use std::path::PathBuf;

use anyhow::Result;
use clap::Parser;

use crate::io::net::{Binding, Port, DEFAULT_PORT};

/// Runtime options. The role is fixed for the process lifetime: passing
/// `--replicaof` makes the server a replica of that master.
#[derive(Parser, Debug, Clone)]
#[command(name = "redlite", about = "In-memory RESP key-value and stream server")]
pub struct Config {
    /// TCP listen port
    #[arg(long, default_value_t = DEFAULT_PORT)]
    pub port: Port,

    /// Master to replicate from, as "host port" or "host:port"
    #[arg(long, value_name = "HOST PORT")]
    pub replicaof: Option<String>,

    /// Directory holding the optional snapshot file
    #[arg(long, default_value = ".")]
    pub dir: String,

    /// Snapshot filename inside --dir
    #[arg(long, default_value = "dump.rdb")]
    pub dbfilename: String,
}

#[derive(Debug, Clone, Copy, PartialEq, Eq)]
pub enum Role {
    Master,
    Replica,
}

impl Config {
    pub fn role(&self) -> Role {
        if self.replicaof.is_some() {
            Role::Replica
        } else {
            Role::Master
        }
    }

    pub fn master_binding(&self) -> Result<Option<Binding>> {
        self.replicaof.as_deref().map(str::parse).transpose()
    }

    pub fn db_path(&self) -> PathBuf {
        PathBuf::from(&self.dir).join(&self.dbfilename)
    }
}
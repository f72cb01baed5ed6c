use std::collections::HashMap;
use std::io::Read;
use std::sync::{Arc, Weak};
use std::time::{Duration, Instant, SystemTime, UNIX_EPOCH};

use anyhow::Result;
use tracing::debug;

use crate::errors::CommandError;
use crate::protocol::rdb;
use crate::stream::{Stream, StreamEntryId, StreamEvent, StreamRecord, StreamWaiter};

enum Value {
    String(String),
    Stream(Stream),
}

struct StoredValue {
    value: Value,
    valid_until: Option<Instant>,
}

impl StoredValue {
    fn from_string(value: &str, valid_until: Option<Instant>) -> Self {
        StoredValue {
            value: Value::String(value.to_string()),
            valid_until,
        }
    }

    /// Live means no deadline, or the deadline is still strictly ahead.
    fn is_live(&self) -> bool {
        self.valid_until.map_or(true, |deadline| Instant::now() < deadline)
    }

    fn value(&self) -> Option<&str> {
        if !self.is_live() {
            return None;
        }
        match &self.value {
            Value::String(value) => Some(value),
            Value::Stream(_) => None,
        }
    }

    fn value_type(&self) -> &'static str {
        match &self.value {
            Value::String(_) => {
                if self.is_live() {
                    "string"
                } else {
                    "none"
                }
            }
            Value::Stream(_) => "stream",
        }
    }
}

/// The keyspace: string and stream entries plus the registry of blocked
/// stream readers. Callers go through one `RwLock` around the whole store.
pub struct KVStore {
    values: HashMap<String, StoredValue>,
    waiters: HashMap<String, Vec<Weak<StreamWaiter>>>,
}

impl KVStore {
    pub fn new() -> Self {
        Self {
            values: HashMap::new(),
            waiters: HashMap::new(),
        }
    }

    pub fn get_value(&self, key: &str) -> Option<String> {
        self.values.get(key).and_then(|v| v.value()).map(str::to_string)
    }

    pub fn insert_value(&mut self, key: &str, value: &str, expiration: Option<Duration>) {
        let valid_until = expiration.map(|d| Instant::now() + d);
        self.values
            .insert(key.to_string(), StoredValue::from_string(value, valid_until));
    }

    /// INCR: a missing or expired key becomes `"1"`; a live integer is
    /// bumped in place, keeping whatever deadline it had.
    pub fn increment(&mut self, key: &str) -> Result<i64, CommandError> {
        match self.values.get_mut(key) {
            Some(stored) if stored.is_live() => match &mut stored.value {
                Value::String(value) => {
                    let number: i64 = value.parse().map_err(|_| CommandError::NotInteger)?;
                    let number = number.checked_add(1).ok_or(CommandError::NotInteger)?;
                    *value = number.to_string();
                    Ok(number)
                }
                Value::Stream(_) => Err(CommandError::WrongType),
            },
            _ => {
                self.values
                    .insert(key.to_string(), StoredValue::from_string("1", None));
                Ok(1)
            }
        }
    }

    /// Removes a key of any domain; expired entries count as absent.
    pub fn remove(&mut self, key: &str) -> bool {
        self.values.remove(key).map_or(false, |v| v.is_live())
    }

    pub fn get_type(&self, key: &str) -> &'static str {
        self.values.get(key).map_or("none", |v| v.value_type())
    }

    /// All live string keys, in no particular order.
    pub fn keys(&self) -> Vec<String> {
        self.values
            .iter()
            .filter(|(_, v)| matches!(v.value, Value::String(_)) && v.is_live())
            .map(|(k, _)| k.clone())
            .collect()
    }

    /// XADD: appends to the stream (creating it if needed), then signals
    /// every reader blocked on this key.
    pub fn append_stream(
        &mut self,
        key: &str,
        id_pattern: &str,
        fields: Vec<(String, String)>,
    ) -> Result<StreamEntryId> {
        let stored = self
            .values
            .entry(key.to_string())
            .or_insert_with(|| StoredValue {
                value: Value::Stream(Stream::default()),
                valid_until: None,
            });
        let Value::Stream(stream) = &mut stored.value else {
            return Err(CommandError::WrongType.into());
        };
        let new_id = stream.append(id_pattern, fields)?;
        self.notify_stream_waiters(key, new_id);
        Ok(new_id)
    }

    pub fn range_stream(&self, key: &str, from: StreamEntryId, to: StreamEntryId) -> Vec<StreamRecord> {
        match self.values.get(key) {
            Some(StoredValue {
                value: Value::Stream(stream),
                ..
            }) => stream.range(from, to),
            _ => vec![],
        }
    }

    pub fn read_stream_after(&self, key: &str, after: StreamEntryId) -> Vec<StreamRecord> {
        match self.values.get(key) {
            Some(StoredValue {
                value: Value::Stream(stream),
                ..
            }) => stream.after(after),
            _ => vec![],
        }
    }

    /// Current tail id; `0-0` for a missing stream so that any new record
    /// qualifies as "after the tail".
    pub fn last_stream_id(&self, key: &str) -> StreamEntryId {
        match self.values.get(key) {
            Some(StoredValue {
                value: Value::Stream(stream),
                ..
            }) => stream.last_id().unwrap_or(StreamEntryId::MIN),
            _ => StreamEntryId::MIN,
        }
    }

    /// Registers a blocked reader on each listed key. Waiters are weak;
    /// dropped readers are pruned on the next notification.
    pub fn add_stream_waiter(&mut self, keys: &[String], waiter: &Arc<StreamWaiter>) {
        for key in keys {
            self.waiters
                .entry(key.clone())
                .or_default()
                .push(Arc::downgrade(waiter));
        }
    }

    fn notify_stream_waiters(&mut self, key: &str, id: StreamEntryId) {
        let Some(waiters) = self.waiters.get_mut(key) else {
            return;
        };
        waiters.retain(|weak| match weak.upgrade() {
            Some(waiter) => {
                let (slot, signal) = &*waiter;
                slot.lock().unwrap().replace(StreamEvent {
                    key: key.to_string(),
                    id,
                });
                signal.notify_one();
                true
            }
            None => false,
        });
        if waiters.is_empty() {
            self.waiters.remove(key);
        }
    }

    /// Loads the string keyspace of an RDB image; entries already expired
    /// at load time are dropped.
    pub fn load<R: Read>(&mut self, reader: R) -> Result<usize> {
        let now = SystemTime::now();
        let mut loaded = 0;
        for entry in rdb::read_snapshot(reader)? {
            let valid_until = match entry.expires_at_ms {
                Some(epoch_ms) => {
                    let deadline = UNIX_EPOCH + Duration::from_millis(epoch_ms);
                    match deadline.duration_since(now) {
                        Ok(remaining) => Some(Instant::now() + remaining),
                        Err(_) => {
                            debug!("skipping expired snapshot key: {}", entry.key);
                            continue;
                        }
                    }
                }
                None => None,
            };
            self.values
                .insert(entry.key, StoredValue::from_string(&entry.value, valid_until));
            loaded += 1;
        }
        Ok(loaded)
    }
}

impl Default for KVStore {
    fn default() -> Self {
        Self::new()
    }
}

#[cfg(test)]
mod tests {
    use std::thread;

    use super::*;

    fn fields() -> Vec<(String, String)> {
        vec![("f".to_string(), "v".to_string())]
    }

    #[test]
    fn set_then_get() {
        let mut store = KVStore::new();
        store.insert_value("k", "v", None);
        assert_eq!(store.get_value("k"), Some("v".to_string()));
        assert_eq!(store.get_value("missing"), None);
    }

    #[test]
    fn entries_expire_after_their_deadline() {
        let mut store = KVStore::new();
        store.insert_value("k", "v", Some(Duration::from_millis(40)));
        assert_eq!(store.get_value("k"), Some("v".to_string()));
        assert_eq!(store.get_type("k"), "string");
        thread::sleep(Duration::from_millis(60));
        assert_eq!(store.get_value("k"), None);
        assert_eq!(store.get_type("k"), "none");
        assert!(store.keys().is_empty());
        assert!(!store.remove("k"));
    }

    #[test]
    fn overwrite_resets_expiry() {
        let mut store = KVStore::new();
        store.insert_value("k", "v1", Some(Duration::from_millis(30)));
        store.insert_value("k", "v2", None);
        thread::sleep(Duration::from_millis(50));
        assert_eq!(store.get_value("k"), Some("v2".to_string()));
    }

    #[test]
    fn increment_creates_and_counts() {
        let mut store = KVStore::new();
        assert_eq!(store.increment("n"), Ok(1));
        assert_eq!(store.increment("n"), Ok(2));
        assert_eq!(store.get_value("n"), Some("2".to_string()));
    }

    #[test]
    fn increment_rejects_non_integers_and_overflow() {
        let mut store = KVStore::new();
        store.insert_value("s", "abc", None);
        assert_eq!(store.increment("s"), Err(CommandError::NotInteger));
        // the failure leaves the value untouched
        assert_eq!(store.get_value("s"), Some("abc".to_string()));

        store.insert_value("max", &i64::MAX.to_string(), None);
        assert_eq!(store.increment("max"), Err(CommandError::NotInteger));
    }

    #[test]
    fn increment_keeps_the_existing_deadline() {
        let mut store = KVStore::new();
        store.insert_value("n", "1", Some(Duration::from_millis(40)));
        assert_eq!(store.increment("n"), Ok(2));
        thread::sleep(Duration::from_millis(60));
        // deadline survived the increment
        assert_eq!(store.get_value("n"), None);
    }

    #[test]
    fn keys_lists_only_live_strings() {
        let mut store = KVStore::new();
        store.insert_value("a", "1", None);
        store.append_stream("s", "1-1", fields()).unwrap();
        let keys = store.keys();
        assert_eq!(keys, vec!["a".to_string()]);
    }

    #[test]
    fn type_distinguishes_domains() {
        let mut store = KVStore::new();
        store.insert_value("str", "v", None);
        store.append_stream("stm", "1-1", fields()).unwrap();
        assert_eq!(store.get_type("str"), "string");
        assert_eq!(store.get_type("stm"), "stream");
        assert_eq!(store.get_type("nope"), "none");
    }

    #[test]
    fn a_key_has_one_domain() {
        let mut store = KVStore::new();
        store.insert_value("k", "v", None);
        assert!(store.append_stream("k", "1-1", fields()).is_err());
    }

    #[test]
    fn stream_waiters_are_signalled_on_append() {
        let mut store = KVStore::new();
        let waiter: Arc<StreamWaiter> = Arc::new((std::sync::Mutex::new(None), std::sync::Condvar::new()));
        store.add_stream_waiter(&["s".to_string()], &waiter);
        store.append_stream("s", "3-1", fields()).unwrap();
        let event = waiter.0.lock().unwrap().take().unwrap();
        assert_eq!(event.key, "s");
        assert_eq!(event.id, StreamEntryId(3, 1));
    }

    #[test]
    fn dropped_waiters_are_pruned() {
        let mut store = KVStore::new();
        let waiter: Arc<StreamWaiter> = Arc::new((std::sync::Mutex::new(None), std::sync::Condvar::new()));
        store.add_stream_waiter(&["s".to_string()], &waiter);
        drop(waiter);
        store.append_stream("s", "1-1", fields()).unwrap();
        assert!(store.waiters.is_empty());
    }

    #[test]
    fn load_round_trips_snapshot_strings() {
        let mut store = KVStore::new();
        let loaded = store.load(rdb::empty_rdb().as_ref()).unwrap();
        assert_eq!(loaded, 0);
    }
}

━━━

Using the listing above, report each line that mentions the word "keyspace".

● **RESULT FOR THIS EXERCISE**:
/// The keyspace: string and stream entries plus the registry of blocked
    /// Loads the string keyspace of an RDB image; entries already expired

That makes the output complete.